David Tysdal’s home in Coeur d’Alene has been rebuilt around the realities of life after a spinal injury: easier entries, safer movement and a layout meant to give him back day-to-day independence. The Tunnel to Towers Foundation completed the smart-home adaptations for the longtime Coeur d’Alene Fire Department engineer, who survived the June 28, 2025 ambush near Canfield Mountain that killed Battalion Chief John Morrison and Kootenai County Fire & Rescue Battalion Chief Frank Harwood.

The changes are designed to make ordinary tasks possible without constant help. Tunnel to Towers says its Smart Home Program can include automated doors and lighting, wider halls and doorways, special showers, automatic locks, raised or lowered counters and stove tops, backup generators and phone or tablet control. For a firefighter recovering from severe injuries, those features can mean the difference between depending on another person and moving through a home on his own.

Tysdal was later transferred to a spinal-injury specialty facility in Colorado for recovery. He served 24 years with the Coeur d’Alene Fire Department before retiring effective Jan. 31, 2026, closing out a career that ended with one of the darkest calls in North Idaho fire history. The adapted home now stands as part of that recovery, giving him a space built for mobility, safety and a longer-term return to everyday living.

AI-generated illustration
AI-generated illustration

Tunnel to Towers says its smart homes are mortgage-free and are built for catastrophically injured veterans and first responders. The foundation also says it has more than 200 people waiting for smart homes, underscoring how limited the supply remains for families facing lifelong disability after line-of-duty injuries.

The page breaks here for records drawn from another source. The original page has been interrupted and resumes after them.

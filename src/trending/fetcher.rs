//! HTTP fetcher for the trending page
//!
//! This module handles:
//! - Building the HTTP client with a browser-like user agent
//! - Building the leaderboard URL from a fetch request
//! - GET requests with status and timeout classification

use crate::config::HttpSettings;
use crate::trending::FetchRequest;
use reqwest::Client;
use std::time::Duration;
use thiserror::Error;
use url::Url;

/// Errors raised while retrieving the trending page
#[derive(Debug, Error)]
pub enum FetchError {
    #[error("Failed to build HTTP client: {0}")]
    Client(#[source] reqwest::Error),

    #[error("Cannot build trending URL from base {0}")]
    InvalidUrl(String),

    #[error("Request timeout for {url}")]
    Timeout { url: String },

    #[error("Connection failed for {url}")]
    Connect { url: String },

    #[error("HTTP {status} from {url}")]
    Status { url: String, status: u16 },

    #[error("HTTP error for {url}: {source}")]
    Http { url: String, source: reqwest::Error },
}

/// Builds the HTTP client shared by every outbound call of a run
///
/// Leaderboard sites may reject default client user agents, so the configured
/// one is always sent.
///
/// # Example
///
/// ```no_run
/// use trending_relay::config::HttpSettings;
/// use trending_relay::trending::build_http_client;
///
/// let client = build_http_client(&HttpSettings::default()).unwrap();
/// ```
pub fn build_http_client(settings: &HttpSettings) -> Result<Client, FetchError> {
    Client::builder()
        .user_agent(settings.user_agent.as_str())
        .timeout(Duration::from_secs(settings.timeout_secs))
        .connect_timeout(Duration::from_secs(settings.connect_timeout_secs))
        .gzip(true)
        .brotli(true)
        .build()
        .map_err(FetchError::Client)
}

/// Builds `<base>[/<language>]?since=<period>`
///
/// The language is a path segment, the way github.com lays out its trending
/// pages.
pub fn build_trending_url(base: &Url, request: &FetchRequest) -> Result<Url, FetchError> {
    let mut url = base.clone();

    if let Some(language) = &request.language {
        url.path_segments_mut()
            .map_err(|_| FetchError::InvalidUrl(base.to_string()))?
            .pop_if_empty()
            .push(language);
    }

    url.query_pairs_mut()
        .clear()
        .append_pair("since", request.period.as_str());

    Ok(url)
}

/// Fetches the page body, failing on any non-success status
pub async fn fetch_page(client: &Client, url: &Url) -> Result<String, FetchError> {
    tracing::debug!(%url, "Fetching trending page");

    let response = client
        .get(url.clone())
        .send()
        .await
        .map_err(|e| classify_error(url, e))?;

    let status = response.status();
    if !status.is_success() {
        return Err(FetchError::Status {
            url: url.to_string(),
            status: status.as_u16(),
        });
    }

    let body = response.text().await.map_err(|e| classify_error(url, e))?;
    tracing::debug!(bytes = body.len(), "Trending page received");
    Ok(body)
}

fn classify_error(url: &Url, error: reqwest::Error) -> FetchError {
    let url = url.to_string();
    if error.is_timeout() {
        FetchError::Timeout { url }
    } else if error.is_connect() {
        FetchError::Connect { url }
    } else {
        FetchError::Http { url, source: error }
    }
}
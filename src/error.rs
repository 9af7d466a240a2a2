//! Error types for the wager ledger and its surfaces

use thiserror::Error;

pub type Result<T> = std::result::Result<T, BotError>;

/// Crate-wide error type.
///
/// Business-rule violations (closed poll, duplicate bet, missing funds) are
/// routine outcomes of ledger operations and get their own variants so callers
/// can react to them without string matching. `Storage` and `Http` are the
/// fatal categories: a storage failure rolls back the enclosing transaction
/// and is never retried by the core.
#[derive(Debug, Error)]
pub enum BotError {
    #[error("poll not found")]
    PollNotFound,

    #[error("user not found")]
    UserNotFound,

    #[error("chest not found")]
    ChestNotFound,

    #[error("that option does not belong to this poll")]
    OptionNotInPoll,

    #[error("a poll needs at least two options")]
    InvalidOptions,

    #[error("bet amount must be greater than zero")]
    InvalidAmount,

    #[error("bets are no longer accepted on this poll")]
    BettingClosed,

    #[error("you already placed a bet on this poll")]
    DuplicateBet,

    #[error("this poll has already been resolved")]
    AlreadyResolved,

    #[error("insufficient balance")]
    InsufficientBalance,

    #[error("you are not allowed to do that")]
    Unauthorized,

    #[error("chest reward table is invalid: {0}")]
    RewardTable(String),

    #[error("storage error: {0}")]
    Storage(#[from] sqlx::Error),

    #[error("telegram api error: {0}")]
    Http(#[from] reqwest::Error),
}

impl BotError {
    /// Expected business-rule outcome, as opposed to an infrastructure fault.
    pub fn is_business(&self) -> bool {
        !matches!(
            self,
            BotError::Storage(_) | BotError::Http(_) | BotError::RewardTable(_)
        )
    }

    /// Failed on write-lock contention; the caller may retry the operation.
    pub fn is_retryable(&self) -> bool {
        match self {
            BotError::Storage(sqlx::Error::PoolTimedOut) => true,
            BotError::Storage(sqlx::Error::Database(db)) => {
                // SQLITE_BUSY / SQLITE_LOCKED surface through the driver code
                db.code().is_some_and(|c| c == "5" || c == "6")
            }
            _ => false,
        }
    }
}
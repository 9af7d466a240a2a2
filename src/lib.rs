//! Toto Bot
//!
//! A pari-mutuel betting ledger for group chats: members create polls, stake
//! play-money on outcomes, and split the pool when a poll is settled. Served
//! over a Telegram bot and an HTTP API for the companion mini-app.
//!
//! ## Architecture
//!
//! ```text
//! Telegram listener ─┐
//!                    ├→ CommandHandler ─┐
//! Mini-app API ──────┘                  ├→ Accounts / PollEngine / ChestShop
//! Deadline sweep ────────────────────────┘            ↓
//!                                              SQLite ledger
//! ```
//!
//! All balance mutations go through single-writer SQLite transactions; the
//! surfaces above never touch the ledger directly.

pub mod account;
pub mod chests;
pub mod config;
pub mod error;
pub mod notify;
pub mod polls;
pub mod rating;
pub mod scheduler;
pub mod server;
pub mod storage;
pub mod telegram;
pub mod types;

#[cfg(test)]
mod config_tests;
#[cfg(test)]
mod ledger_tests;
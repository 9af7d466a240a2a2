//! Reward/Chest Engine: purchasable loot with a weighted-random payout
//!
//! The draw is uniform over the weighted total of the configured
//! (value, weight) pairs. The sampler is injected so tests can seed it; the
//! debit, the draw and the credit commit as one unit, logged as two separate
//! transactions (purchase and reward, never netted).

use crate::error::{BotError, Result};
use crate::storage::Database;
use crate::types::{Chest, ChestRewards, TxKind};
use chrono::Utc;
use parking_lot::Mutex;
use rand::distr::weighted::WeightedIndex;
use rand::distr::Distribution;
use rand::rngs::StdRng;
use rand::{Rng, SeedableRng};
use std::sync::Arc;

/// Weighted-sampling strategy for chest rewards. Implementations must be
/// statistically fair to the configured weights; cryptographic strength is
/// not required.
pub trait RewardSampler: Send {
    /// Draw one reward. `None` when the table is unusable (empty, mismatched
    /// lengths, or all-zero weights).
    fn draw(&mut self, rewards: &[i64], weights: &[u32]) -> Option<i64>;
}

/// Default sampler over any `rand` RNG.
pub struct WeightedSampler<R: Rng> {
    rng: R,
}

impl WeightedSampler<StdRng> {
    pub fn from_os_rng() -> Self {
        Self {
            rng: StdRng::from_os_rng(),
        }
    }

    /// Deterministic sampler for tests.
    pub fn seeded(seed: u64) -> Self {
        Self {
            rng: StdRng::seed_from_u64(seed),
        }
    }
}

impl<R: Rng + Send> RewardSampler for WeightedSampler<R> {
    fn draw(&mut self, rewards: &[i64], weights: &[u32]) -> Option<i64> {
        if rewards.is_empty() || rewards.len() != weights.len() {
            return None;
        }
        let dist = WeightedIndex::new(weights.iter().copied()).ok()?;
        Some(rewards[dist.sample(&mut self.rng)])
    }
}

/// Chest catalog and the open-chest purchase flow.
#[derive(Clone)]
pub struct ChestShop {
    db: Database,
    sampler: Arc<Mutex<Box<dyn RewardSampler>>>,
}

impl ChestShop {
    pub fn new(db: Database) -> Self {
        Self::with_sampler(db, Box::new(WeightedSampler::from_os_rng()))
    }

    pub fn with_sampler(db: Database, sampler: Box<dyn RewardSampler>) -> Self {
        Self {
            db,
            sampler: Arc::new(Mutex::new(sampler)),
        }
    }

    /// The catalog, cheapest first. Reward tables are intentionally not part
    /// of this view.
    pub async fn list(&self) -> Result<Vec<Chest>> {
        let chests =
            sqlx::query_as::<_, Chest>("SELECT id, name, price FROM chests ORDER BY price")
                .fetch_all(self.db.reader())
                .await?;
        Ok(chests)
    }

    /// Buy and open a chest: debit the price, draw one reward, credit it.
    /// Returns the awarded amount.
    pub async fn open(&self, user_id: i64, chest_id: i64) -> Result<i64> {
        let now = Utc::now();
        let mut tx = self.db.begin_write().await?;

        let chest: Option<(i64, String)> =
            sqlx::query_as("SELECT price, rewards_json FROM chests WHERE id = ?")
                .bind(chest_id)
                .fetch_optional(&mut *tx)
                .await?;
        let (price, rewards_json) = chest.ok_or(BotError::ChestNotFound)?;

        let balance: Option<i64> = sqlx::query_scalar("SELECT balance FROM users WHERE id = ?")
            .bind(user_id)
            .fetch_optional(&mut *tx)
            .await?;
        let balance = balance.ok_or(BotError::UserNotFound)?;
        if balance < price {
            return Err(BotError::InsufficientBalance);
        }

        let table: ChestRewards = serde_json::from_str(&rewards_json)
            .map_err(|e| BotError::RewardTable(e.to_string()))?;
        let reward = {
            let mut sampler = self.sampler.lock();
            sampler
                .draw(&table.rewards, &table.weights)
                .ok_or_else(|| BotError::RewardTable("empty or mismatched table".into()))?
        };

        sqlx::query("UPDATE users SET balance = balance - ? WHERE id = ?")
            .bind(price)
            .bind(user_id)
            .execute(&mut *tx)
            .await?;
        sqlx::query("UPDATE users SET balance = balance + ? WHERE id = ?")
            .bind(reward)
            .bind(user_id)
            .execute(&mut *tx)
            .await?;
        sqlx::query(
            "INSERT INTO transactions (user_id, amount, kind, note, created_at)
             VALUES (?, ?, ?, ?, ?)",
        )
        .bind(user_id)
        .bind(-price)
        .bind(TxKind::ChestBuy)
        .bind(format!("bought chest {chest_id}"))
        .bind(now)
        .execute(&mut *tx)
        .await?;
        sqlx::query(
            "INSERT INTO transactions (user_id, amount, kind, note, created_at)
             VALUES (?, ?, ?, ?, ?)",
        )
        .bind(user_id)
        .bind(reward)
        .bind(TxKind::ChestReward)
        .bind(format!("reward from chest {chest_id}"))
        .bind(now)
        .execute(&mut *tx)
        .await?;

        tx.commit().await?;
        tracing::info!(user_id, chest_id, price, reward, "chest opened");
        Ok(reward)
    }
}
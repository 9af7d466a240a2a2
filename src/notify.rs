//! Outbound Telegram notifications
//!
//! Transport only: the ledger never waits on this. A failed send is logged
//! and surfaced to the caller, never rolled into a committed ledger mutation.

use crate::error::Result;
use reqwest::Client;
use serde::{Deserialize, Serialize};

#[derive(Clone)]
pub struct Notifier {
    http: Client,
    bot_token: String,
    chat_id: String,
    enabled: bool,
    notify_errors: bool,
}

#[derive(Debug, Serialize)]
struct SendMessageRequest {
    chat_id: String,
    text: String,
    parse_mode: String,
}

#[derive(Debug, Serialize)]
struct EditMessageRequest {
    chat_id: String,
    message_id: i64,
    text: String,
    parse_mode: String,
}

#[derive(Debug, Deserialize)]
struct SendMessageResponse {
    ok: bool,
    result: Option<MessageRef>,
}

#[derive(Debug, Deserialize)]
struct MessageRef {
    message_id: i64,
}

impl Notifier {
    pub fn new(bot_token: String, chat_id: String) -> Self {
        Self {
            http: Client::new(),
            bot_token,
            chat_id,
            enabled: true,
            notify_errors: true,
        }
    }

    /// Suppress operational error reports to the group while keeping
    /// regular announcements.
    pub fn with_error_reports(mut self, enabled: bool) -> Self {
        self.notify_errors = enabled;
        self
    }

    /// No-op notifier for runs without Telegram configured.
    pub fn disabled() -> Self {
        Self {
            http: Client::new(),
            bot_token: String::new(),
            chat_id: String::new(),
            enabled: false,
            notify_errors: false,
        }
    }

    /// Send an HTML-formatted message; returns the message id so the caller
    /// can edit the announcement later.
    pub async fn send(&self, text: &str) -> Result<Option<i64>> {
        if !self.enabled {
            return Ok(None);
        }

        let url = format!("https://api.telegram.org/bot{}/sendMessage", self.bot_token);
        let request = SendMessageRequest {
            chat_id: self.chat_id.clone(),
            text: text.to_string(),
            parse_mode: "HTML".to_string(),
        };

        let response: SendMessageResponse =
            self.http.post(&url).json(&request).send().await?.json().await?;
        if !response.ok {
            tracing::warn!("telegram rejected sendMessage");
        }
        Ok(response.result.map(|m| m.message_id))
    }

    /// Replace the text of a previously sent message.
    pub async fn edit_message(&self, message_id: i64, text: &str) -> Result<()> {
        if !self.enabled {
            return Ok(());
        }

        let url = format!(
            "https://api.telegram.org/bot{}/editMessageText",
            self.bot_token
        );
        let request = EditMessageRequest {
            chat_id: self.chat_id.clone(),
            message_id,
            text: text.to_string(),
            parse_mode: "HTML".to_string(),
        };

        self.http.post(&url).json(&request).send().await?;
        Ok(())
    }

    /// Operational error report to the group.
    pub async fn error(&self, context: &str, detail: &str) -> Result<()> {
        if !self.notify_errors {
            return Ok(());
        }
        let text = format!("⚠️ <b>{context}</b>\n\n{detail}");
        self.send(&text).await?;
        Ok(())
    }
}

The organization’s work in North Idaho has extended beyond Tysdal. After the ambush, Tunnel to Towers announced mortgage relief support for the homes of Morrison and Harwood, adding another layer of assistance for the families left behind. The foundation’s broader mission, launched after Sept. 11, includes paying off mortgages for fallen first responder families and providing adapted homes for catastrophically injured service members and first responders.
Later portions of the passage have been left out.